Vibrant sericulture industry

Tipu sent emissaries to China and Oman to collect silkworms, thereby kickstarting a vibrant sericulture industry in Karnataka, says Suresh Jayaram, who was part of a recent panel discussion in the city, a panel that included Archana Hande and Jeevan Xavier.  

“Tipu has a very important role to play in textiles,” says Suresh, a Bengaluru-based artist and art historian. “He was someone who was a modernist, and he brought the material culture into Mysore,” he adds at the session titled Knots, Loops, Tangles: Exploring Bengaluru through Textiles, part of City Scripts, an annual urban writing festival organised by the Indian Institute for Human Settlements (IIHS). 

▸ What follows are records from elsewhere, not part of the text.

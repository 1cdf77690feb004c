//! Text buffer with rope data structure for reorder-buffers.
//!
//! Provides the buffer contents the host editor owns: text storage via
//! ropey, the file it is bound to, and the modified flag the reorder
//! engine consults before shifting.

mod buffer;

pub use buffer::TextBuffer;

/// Line ending type.
#[derive(Debug, Clone, Copy, PartialEq, Eq, Default)]
pub enum LineEnding {
    #[default]
    LF, // Unix \n
    CRLF, // Windows \r\n
}

impl LineEnding {
    /// Detect line ending used by file contents.
    pub fn detect(contents: &str) -> Self {
        if contents.contains("\r\n") {
            LineEnding::CRLF
        } else {
            LineEnding::LF
        }
    }

    pub fn as_str(self) -> &'static str {
        match self {
            LineEnding::LF => "\n",
            LineEnding::CRLF => "\r\n",
        }
    }
}
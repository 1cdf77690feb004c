//! Ex-style command parsing.

use std::path::PathBuf;
use std::str::FromStr;

use anyhow::{anyhow, bail, Result};
use reorder_core::Direction;

/// Editor variable toggling auto-save before a shift.
pub const AUTO_SAVE_VARIABLE: &str = "reorder_buffers_allow_auto_save";

/// Commands understood by the editor.
#[derive(Debug, Clone, PartialEq, Eq)]
pub enum Command {
    /// `edit <path>` - open or focus a file
    Edit(PathBuf),
    /// `enew` - new scratch buffer
    NewBuffer,
    /// `bnext`
    Next,
    /// `bprev`
    Prev,
    /// `bfirst`
    First,
    /// `blast`
    Last,
    /// `bdelete` - close the active buffer
    Delete,
    /// `write` - save the active buffer
    Write,
    /// `append <text>` - add a line to the active buffer
    Append(String),
    /// `ls`
    List,
    /// `messages` - recent log entries
    Messages,
    /// `cd <dir>`
    Cd(PathBuf),
    /// `let g:reorder_buffers_allow_auto_save = <bool>`
    SetAutoSave(bool),
    /// `ShiftBufferLeft` / `ShiftBufferRight`
    Shift(Direction),
}

impl FromStr for Command {
    type Err = anyhow::Error;

    fn from_str(line: &str) -> Result<Self> {
        let line = line.trim();
        let (name, args) = match line.split_once(char::is_whitespace) {
            Some((name, args)) => (name, args.trim()),
            None => (line, ""),
        };

        let command = match name {
            "e" | "edit" => Command::Edit(PathBuf::from(required(name, args)?)),
            "enew" => bare(Command::NewBuffer, args)?,
            "bn" | "bnext" => bare(Command::Next, args)?,
            "bp" | "bprev" | "bprevious" => bare(Command::Prev, args)?,
            "bf" | "bfirst" => bare(Command::First, args)?,
            "bl" | "blast" => bare(Command::Last, args)?,
            "bd" | "bdelete" => bare(Command::Delete, args)?,
            "w" | "write" => bare(Command::Write, args)?,
            "append" => Command::Append(args.to_string()),
            "ls" | "buffers" => bare(Command::List, args)?,
            "mes" | "messages" => bare(Command::Messages, args)?,
            "cd" => Command::Cd(PathBuf::from(required(name, args)?)),
            "let" => Command::SetAutoSave(parse_let(args)?),
            "ShiftBufferLeft" => bare(Command::Shift(Direction::Left), args)?,
            "ShiftBufferRight" => bare(Command::Shift(Direction::Right), args)?,
            "shift" => Command::Shift(required(name, args)?.parse()?),
            "" => bail!("Empty command"),
            _ => bail!("Not an editor command: {}", name),
        };
        Ok(command)
    }
}

fn bare(command: Command, args: &str) -> Result<Command> {
    if !args.is_empty() {
        bail!("Trailing characters: {}", args);
    }
    Ok(command)
}

fn required<'a>(name: &str, args: &'a str) -> Result<&'a str> {
    if args.is_empty() {
        bail!("Argument required: {}", name);
    }
    Ok(args)
}

/// Parse `[g:]reorder_buffers_allow_auto_save = <bool>`.
fn parse_let(args: &str) -> Result<bool> {
    let (variable, value) = args
        .split_once('=')
        .ok_or_else(|| anyhow!("Invalid let expression: {}", args))?;

    let variable = variable.trim();
    let variable = variable.strip_prefix("g:").unwrap_or(variable);
    if variable != AUTO_SAVE_VARIABLE {
        bail!("Unknown variable: {}", variable);
    }

    match value.trim() {
        "v:true" | "true" | "1" => Ok(true),
        "v:false" | "false" | "0" => Ok(false),
        other => bail!("Invalid boolean: {}", other),
    }
}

Besides Tipu’s contribution to the industry, the discussion revealed various aspects of the history of textiles in Bengaluru. Among the many important events that were discussed was the genesis of the Tata Silk Farm in the 1890s in the Chamrajpet area. “The industry benefited from the Tata silk farm,” says Suresh, pointing out that this changed the very nature of the industry. “It was no longer a small-scale industry. Silk was here to stay,” he says, before delving into a fascinating account of how silk, woven in Bengaluru for parachutes, was repurposed into wedding gowns that were worn across the world. 

A global commodity

But then again, silk has always been a global commodity, a point that was reiterated by Archana who spoke about the silk route, perhaps the earliest global trade route in history. Silk, she points out, was synonymous with China, which had been growing it for centuries and supplying silken thread worldwide. “Tipu brought the secret from there,” she says.

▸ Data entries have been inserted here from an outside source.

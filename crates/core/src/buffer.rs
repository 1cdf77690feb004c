//! Buffer identity as seen from outside the host editor.

use std::fmt;

/// Opaque buffer identifier, stable for the lifetime of the buffer.
#[derive(Debug, Clone, Copy, PartialEq, Eq, Hash, PartialOrd, Ord)]
pub struct BufferHandle(pub u32);

impl fmt::Display for BufferHandle {
    fn fmt(&self, f: &mut fmt::Formatter<'_>) -> fmt::Result {
        fmt::Display::fmt(&self.0, f)
    }
}

/// Snapshot of one listed buffer.
#[derive(Debug, Clone, PartialEq, Eq)]
pub struct BufferInfo {
    /// Buffer handle
    pub handle: BufferHandle,
    /// Display name (path as opened, or "[No Name]")
    pub name: String,
    /// Whether buffer has unsaved changes
    pub modified: bool,
}

impl BufferInfo {
    pub fn new(handle: BufferHandle, name: impl Into<String>, modified: bool) -> Self {
        Self {
            handle,
            name: name.into(),
            modified,
        }
    }
}
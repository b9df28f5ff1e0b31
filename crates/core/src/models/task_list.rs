use std::cmp::Ordering;

use crate::models::task::{NamedTask, Task};
use crate::{SchedulerError, SchedulerResult};

/// 以名称为键、保持插入顺序的任务集合
///
/// 重复添加同名条目时原位替换，不改变其顺序。
#[derive(Debug, Clone, PartialEq)]
pub struct TaskList<T: NamedTask = Task> {
    items: Vec<T>,
}

impl<T: NamedTask> Default for TaskList<T> {
    fn default() -> Self {
        Self { items: Vec::new() }
    }
}

impl<T: NamedTask> TaskList<T> {
    pub fn new() -> Self {
        Self::default()
    }

    pub fn add(&mut self, item: T) {
        match self.position(item.name()) {
            Some(index) => self.items[index] = item,
            None => self.items.push(item),
        }
    }

    pub fn add_all(&mut self, items: impl IntoIterator<Item = T>) {
        for item in items {
            self.add(item);
        }
    }

    pub fn has(&self, name: &str) -> bool {
        self.position(name).is_some()
    }

    pub fn get(&self, name: &str) -> Option<&T> {
        self.items.iter().find(|item| item.name() == name)
    }

    pub fn get_mut(&mut self, name: &str) -> Option<&mut T> {
        self.items.iter_mut().find(|item| item.name() == name)
    }

    pub fn remove(&mut self, name: &str) -> Option<T> {
        self.position(name).map(|index| self.items.remove(index))
    }

    pub fn last(&self) -> Option<&T> {
        self.items.last()
    }

    pub fn names(&self) -> Vec<String> {
        self.items.iter().map(|item| item.name().to_string()).collect()
    }

    pub fn len(&self) -> usize {
        self.items.len()
    }

    pub fn is_empty(&self) -> bool {
        self.items.is_empty()
    }

    pub fn iter(&self) -> std::slice::Iter<'_, T> {
        self.items.iter()
    }

    pub fn walk<F>(&mut self, mut f: F)
    where
        F: FnMut(&mut T),
    {
        self.items.iter_mut().for_each(|item| f(item));
    }

    pub fn map<U, F>(&self, f: F) -> Vec<U>
    where
        F: FnMut(&T) -> U,
    {
        self.items.iter().map(f).collect()
    }

    /// 稳定排序，比较结果相等的条目保持原有相对顺序
    pub fn sort_by<F>(&mut self, compare: F)
    where
        F: FnMut(&T, &T) -> Ordering,
    {
        self.items.sort_by(compare);
    }

    pub fn into_vec(self) -> Vec<T> {
        self.items
    }

    fn position(&self, name: &str) -> Option<usize> {
        self.items.iter().position(|item| item.name() == name)
    }
}

impl<T: NamedTask + Clone> TaskList<T> {
    pub fn filter<F>(&self, mut predicate: F) -> Self
    where
        F: FnMut(&T) -> bool,
    {
        self.items.iter().filter(|item| predicate(item)).cloned().collect()
    }

    pub fn find_by_name(&self, names: &[&str]) -> Self {
        self.filter(|item| names.contains(&item.name()))
    }

    /// 按给定名称取出子集，一个都找不到时返回错误
    pub fn slice(&self, names: &[&str]) -> SchedulerResult<Self> {
        let sliced = self.find_by_name(names);
        if sliced.is_empty() {
            return Err(SchedulerError::InvalidArgument(format!(
                "找不到任务: {}",
                names.join(", ")
            )));
        }
        Ok(sliced)
    }

    pub fn chunk(&self, size: usize) -> SchedulerResult<Vec<Self>> {
        if size == 0 {
            return Err(SchedulerError::InvalidArgument(
                "分块大小必须大于0".to_string(),
            ));
        }
        Ok(self
            .items
            .chunks(size)
            .map(|chunk| chunk.iter().cloned().collect())
            .collect())
    }
}

impl<T: NamedTask> FromIterator<T> for TaskList<T> {
    fn from_iter<I: IntoIterator<Item = T>>(iter: I) -> Self {
        let mut list = Self::new();
        list.add_all(iter);
        list
    }
}

impl<T: NamedTask> IntoIterator for TaskList<T> {
    type Item = T;
    type IntoIter = std::vec::IntoIter<T>;

    fn into_iter(self) -> Self::IntoIter {
        self.items.into_iter()
    }
}

impl<'a, T: NamedTask> IntoIterator for &'a TaskList<T> {
    type Item = &'a T;
    type IntoIter = std::slice::Iter<'a, T>;

    fn into_iter(self) -> Self::IntoIter {
        self.items.iter()
    }
}

impl<T: NamedTask> From<Vec<T>> for TaskList<T> {
    fn from(items: Vec<T>) -> Self {
        items.into_iter().collect()
    }
}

She also discussed the Jacquard loom and its impact. “Silk was no more of an exclusive material because of Jacquard. Even a middle-class person could buy it,” says Archana, who admits that she does not see the romance of handloom compared to the power loom. “The weaving technique was the same. Power loom helped the weavers (since they could scale up production),” she argues. 

City’s evolution

At the event, the panelists highlighted how slow the technological growth within the industry is and how weaving skills are in constant danger of going extinct. They also explored how the textile tradition played a significant role in shaping the city’s evolution―its impact on war, migration, urban planning and the economy.

“The first and second population spurt in Bengaluru was due to textiles,” believes Jeevan, pointing out that though the city is today called Silicon Valley, it was a textile town after agriculture died out. “Everything came from the fertile ecosystem it provided.”